Task item
Find all the lines in the entries below that hold the word "true" and copy them.

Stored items
=======
impl Builder {
    pub fn new(module_name: &str) -> Self {
        Self {
            module: Module::new(module_name),
            position: None,
        }
    }

    pub fn finish(self) -> Module {
        self.module
    }

    // ---- functions and blocks -------------------------------------------

    pub fn add_function(
        &mut self,
        name: &str,
        return_type: IrType,
        params: Vec<(String, IrType)>,
        is_declaration: bool,
    ) -> FunctionId {
        self.module.functions.push(Function {
            name: name.into(),
            return_type,
            params,
            blocks: vec![],
            is_declaration,
            alloca_count: 0,
            temp_count: 0,
        });

        FunctionId(self.module.functions.len() - 1)
    }

    /// Turns a declaration (from an `extern`) into a definition, adopting
    /// the parameter names of the defining occurrence.
    pub fn set_function_defined(&mut self, function: FunctionId, params: Vec<(String, IrType)>) {
        let function = &mut self.module.functions[function.0];
        function.is_declaration = false;
        function.params = params;
    }

    pub fn return_type(&self, function: FunctionId) -> &IrType {
        &self.module.functions[function.0].return_type
    }

    /// The incoming value of the n-th parameter inside the function body.
    pub fn param_value(&self, function: FunctionId, index: usize) -> Value {
        let (name, ty) = &self.module.functions[function.0].params[index];
        Value::new(format!("%{name}"), ty.clone())
    }

    pub fn append_basic_block(&mut self, function: FunctionId, name: &str) -> BlockId {
        let label = if self.module.functions[function.0].blocks.is_empty() {
            name.to_string()
        } else {
            let n = self.next_temp(function);
            format!("{name}.{n}")
        };

        self.module.functions[function.0]
            .blocks
            .push(Block::new(label));

        BlockId {
            function: function.0,
            block: self.module.functions[function.0].blocks.len() - 1,
        }
    }

    pub fn position_at_end(&mut self, block: BlockId) {
        self.position = Some(block);
    }

    pub fn insert_block(&self) -> Option<BlockId> {
        self.position
    }

    pub fn current_function(&self) -> Option<FunctionId> {
        self.position.map(|block| FunctionId(block.function))
    }

    /// Whether the current insertion block already ends in a terminator.
    pub fn has_terminator(&self) -> bool {
        self.position
            .map(|position| {
                self.module.functions[position.function].blocks[position.block]
                    .terminator
                    .is_some()
            })
            .unwrap_or(false)
    }

    fn block_label(&self, block: BlockId) -> String {
        self.module.functions[block.function].blocks[block.block]
            .label
            .clone()
    }

    fn next_temp(&mut self, function: FunctionId) -> usize {
        let function = &mut self.module.functions[function.0];
        function.temp_count += 1;
        function.temp_count
    }

    fn fresh_name(&mut self, hint: &str) -> String {
        let function = self
            .current_function()
            .expect("an insertion point is required");
        let n = self.next_temp(function);
        format!("%{hint}.{n}")
    }

    fn current_block_mut(&mut self) -> &mut Block {
        let position = self.position.expect("an insertion point is required");
        &mut self.module.functions[position.function].blocks[position.block]
    }

    fn push(&mut self, instruction: String) {
        if self.has_terminator() {
            return;
        }
        self.current_block_mut().instructions.push(instruction);
    }

    fn terminate(&mut self, terminator: String, successors: Vec<String>) {
        if self.has_terminator() {
            return;
        }
        let block = self.current_block_mut();
        block.terminator = Some(terminator);
        block.successors = successors;
    }

    // ---- constants ------------------------------------------------------

    pub fn const_int(&self, value: i32) -> Value {
        Value::new(value.to_string(), IrType::I32)
    }

    pub fn const_float(&self, value: f32) -> Value {
        Value::new(float_repr(value), IrType::Float)
    }

    pub fn const_bool(&self, value: bool) -> Value {
        Value::new(if value { "true" } else { "false" }, IrType::I1)
    }

    // ---- memory ---------------------------------------------------------

    /// Allocates a stack slot in the entry block of the current function,
    /// ahead of any ordinary instruction already emitted there.
    pub fn build_entry_alloca(&mut self, name: &str, ty: &IrType) -> Value {
        let reg = self.fresh_name(&format!("{name}.addr"));
        let position = self.position.expect("an insertion point is required");

        let function = &mut self.module.functions[position.function];
        let at = function.alloca_count;
        function.alloca_count += 1;
        function.blocks[0]
            .instructions
            .insert(at, format!("{reg} = alloca {ty}"));

        Value::new(reg, IrType::Ptr)
    }

    pub fn build_load(&mut self, ty: IrType, ptr: &Value, hint: &str) -> Value {
        let reg = self.fresh_name(hint);
        self.push(format!("{reg} = load {ty}, ptr {}", ptr.repr()));
        Value::new(reg, ty)
    }

    pub fn build_store(&mut self, value: &Value, ptr: &Value) {
        self.push(format!("store {}, ptr {}", value.operand(), ptr.repr()));
    }

    /// Zeroes out aggregate storage, used when a local array comes into
    /// scope.
    pub fn build_zero_store(&mut self, ty: &IrType, ptr: &Value) {
        self.push(format!(
            "store {ty} {}, ptr {}",
            ty.null_value(),
            ptr.repr()
        ));
    }

    pub fn add_global(&mut self, name: &str, ty: IrType) -> Value {
        self.module.globals.push(Global {
            name: name.into(),
            ty,
        });
        Value::new(format!("@{name}"), IrType::Ptr)
    }

    // ---- arithmetic -----------------------------------------------------

    fn build_arith(&mut self, op: &str, lhs: &Value, rhs: &Value, hint: &str) -> Value {
        let reg = self.fresh_name(hint);
        self.push(format!("{reg} = {op} {}, {}", lhs.operand(), rhs.repr()));
        Value::new(reg, lhs.ty().clone())
    }

    pub fn build_add(&mut self, lhs: &Value, rhs: &Value, hint: &str) -> Value {
        self.build_arith("add", lhs, rhs, hint)
    }

    pub fn build_sub(&mut self, lhs: &Value, rhs: &Value, hint: &str) -> Value {
        self.build_arith("sub", lhs, rhs, hint)
    }

    pub fn build_mul(&mut self, lhs: &Value, rhs: &Value, hint: &str) -> Value {
        self.build_arith("mul", lhs, rhs, hint)
    }

    pub fn build_sdiv(&mut self, lhs: &Value, rhs: &Value, hint: &str) -> Value {
        self.build_arith("sdiv", lhs, rhs, hint)
    }

    pub fn build_srem(&mut self, lhs: &Value, rhs: &Value, hint: &str) -> Value {
        self.build_arith("srem", lhs, rhs, hint)
    }

    pub fn build_fadd(&mut self, lhs: &Value, rhs: &Value, hint: &str) -> Value {
        self.build_arith("fadd", lhs, rhs, hint)
    }

    pub fn build_fsub(&mut self, lhs: &Value, rhs: &Value, hint: &str) -> Value {
        self.build_arith("fsub", lhs, rhs, hint)
    }

    pub fn build_fmul(&mut self, lhs: &Value, rhs: &Value, hint: &str) -> Value {
        self.build_arith("fmul", lhs, rhs, hint)
    }

    pub fn build_fdiv(&mut self, lhs: &Value, rhs: &Value, hint: &str) -> Value {
        self.build_arith("fdiv", lhs, rhs, hint)
    }

    /// `0 - value` / `fneg value`.
    pub fn build_neg(&mut self, value: &Value, hint: &str) -> Value {
        let zero = Value::new("0", value.ty().clone());
        self.build_arith("sub", &zero, value, hint)
    }

    pub fn build_fneg(&mut self, value: &Value, hint: &str) -> Value {
        let reg = self.fresh_name(hint);
        self.push(format!("{reg} = fneg {}", value.operand()));
        Value::new(reg, value.ty().clone())
    }

    // ---- comparisons and logic ------------------------------------------

    pub fn build_int_compare(
        &mut self,
        predicate: IntPredicate,
        lhs: &Value,
        rhs: &Value,
        hint: &str,
    ) -> Value {
        let reg = self.fresh_name(hint);
        self.push(format!(
            "{reg} = icmp {predicate} {}, {}",
            lhs.operand(),
            rhs.repr()
        ));
        Value::new(reg, IrType::I1)
    }

    pub fn build_float_compare(
        &mut self,
        predicate: FloatPredicate,
        lhs: &Value,
        rhs: &Value,
        hint: &str,
    ) -> Value {
        let reg = self.fresh_name(hint);
        self.push(format!(
            "{reg} = fcmp {predicate} {}, {}",
            lhs.operand(),
            rhs.repr()
        ));
        Value::new(reg, IrType::I1)
    }

    pub fn build_and(&mut self, lhs: &Value, rhs: &Value, hint: &str) -> Value {
        self.build_arith("and", lhs, rhs, hint)
    }

    pub fn build_or(&mut self, lhs: &Value, rhs: &Value, hint: &str) -> Value {
        self.build_arith("or", lhs, rhs, hint)
    }

    /// Boolean complement, `xor i1 value, true`.
    pub fn build_not(&mut self, value: &Value, hint: &str) -> Value {
        let reg = self.fresh_name(hint);
        self.push(format!("{reg} = xor {}, true", value.operand()));
        Value::new(reg, IrType::I1)
    }

    // ---- conversions ----------------------------------------------------

    pub fn build_zext_to_i32(&mut self, value: &Value, hint: &str) -> Value {
        let reg = self.fresh_name(hint);
        self.push(format!("{reg} = zext {} to i32", value.operand()));
        Value::new(reg, IrType::I32)
    }

    pub fn build_sitofp(&mut self, value: &Value, hint: &str) -> Value {
        let reg = self.fresh_name(hint);
        self.push(format!("{reg} = sitofp {} to float", value.operand()));
        Value::new(reg, IrType::Float)
    }

    // ---- addressing -----------------------------------------------------

    pub fn build_gep(
        &mut self,
        pointee: &IrType,
        ptr: &Value,
        indices: &[Value],
        hint: &str,
    ) -> Value {
        let reg = self.fresh_name(hint);
        let indices = indices
            .iter()
            .map(Value::operand)
            .collect::<Vec<_>>()
            .join(", ");
        self.push(format!(
            "{reg} = getelementptr {pointee}, ptr {}, {indices}",
            ptr.repr()
        ));
        Value::new(reg, IrType::Ptr)
    }

    // ---- calls and control flow -----------------------------------------

    /// Emits a call; returns `None` for calls to void functions.
    pub fn build_call(&mut self, function: FunctionId, args: &[Value], hint: &str) -> Option<Value> {
        let callee = &self.module.functions[function.0];
        let name = callee.name.clone();
        let return_type = callee.return_type.clone();

        let args = args
            .iter()
            .map(Value::operand)
            .collect::<Vec<_>>()
            .join(", ");

        if return_type == IrType::Void {
            self.push(format!("call void @{name}({args})"));
            None
        } else {
            let reg = self.fresh_name(hint);
            self.push(format!("{reg} = call {return_type} @{name}({args})"));
            Some(Value::new(reg, return_type))
        }
    }

    pub fn build_unconditional_branch(&mut self, dest: BlockId) {
        let label = self.block_label(dest);
        self.terminate(format!("br label %{label}"), vec![label]);
    }

    pub fn build_conditional_branch(
        &mut self,
        condition: &Value,
        then_block: BlockId,
        else_block: BlockId,
    ) {
        let then_label = self.block_label(then_block);
        let else_label = self.block_label(else_block);
        self.terminate(
            format!(
                "br i1 {}, label %{then_label}, label %{else_label}",
                condition.repr()
            ),
            vec![then_label, else_label],
        );
    }

    pub fn build_return(&mut self, value: Option<&Value>) {
        match value {
            Some(value) => self.terminate(format!("ret {}", value.operand()), vec![]),
            None => self.terminate("ret void".into(), vec![]),
        }
    }
}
=======
Finished exercise
        Value::new(if value { "true" } else { "false" }, IrType::I1)
    /// Boolean complement, `xor i1 value, true`.
        self.push(format!("{reg} = xor {}, true", value.operand()));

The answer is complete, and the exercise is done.